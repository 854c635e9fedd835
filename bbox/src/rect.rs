use super::{CyCxHW, TLBR};
use crate::common::*;

/// The generic rectangle.
pub trait Rect {
    type Type;

    fn t(&self) -> Self::Type;
    fn l(&self) -> Self::Type;
    fn b(&self) -> Self::Type;
    fn r(&self) -> Self::Type;
    fn cy(&self) -> Self::Type;
    fn cx(&self) -> Self::Type;
    fn h(&self) -> Self::Type;
    fn w(&self) -> Self::Type;

    fn try_from_tlbr(tlbr: [Self::Type; 4]) -> Result<Self>
    where
        Self: Sized;

    fn try_from_tlhw(tlhw: [Self::Type; 4]) -> Result<Self>
    where
        Self: Sized;

    fn try_from_cycxhw(cycxhw: [Self::Type; 4]) -> Result<Self>
    where
        Self: Sized;
}

pub trait RectExt: Rect
where
    Self::Type: Num + PartialOrd,
{
    fn from_tlbr(tlbr: [Self::Type; 4]) -> Self
    where
        Self: Sized,
    {
        Self::try_from_tlbr(tlbr).unwrap()
    }

    fn from_tlhw(tlhw: [Self::Type; 4]) -> Self
    where
        Self: Sized,
    {
        Self::try_from_tlhw(tlhw).unwrap()
    }

    fn from_cycxhw(cycxhw: [Self::Type; 4]) -> Self
    where
        Self: Sized,
    {
        Self::try_from_cycxhw(cycxhw).unwrap()
    }

    fn tlbr(&self) -> [Self::Type; 4] {
        [self.t(), self.l(), self.b(), self.r()]
    }

    fn cycxhw(&self) -> [Self::Type; 4] {
        [self.cy(), self.cx(), self.h(), self.w()]
    }

    fn hw(&self) -> [Self::Type; 2] {
        [self.h(), self.w()]
    }

    fn to_tlbr(&self) -> TLBR<Self::Type> {
        TLBR {
            t: self.t(),
            l: self.l(),
            b: self.b(),
            r: self.r(),
        }
    }

    fn to_cycxhw(&self) -> CyCxHW<Self::Type> {
        CyCxHW {
            cy: self.cy(),
            cx: self.cx(),
            h: self.h(),
            w: self.w(),
        }
    }

    fn area(&self) -> Self::Type {
        self.h() * self.w()
    }
}

impl<T> RectExt for T
where
    T: Rect,
    T::Type: Num + PartialOrd,
{
}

- Required action
Go through the preceding material and copy each line that has the word "RectExt".

- Task response
pub trait RectExt: Rect
impl<T> RectExt for T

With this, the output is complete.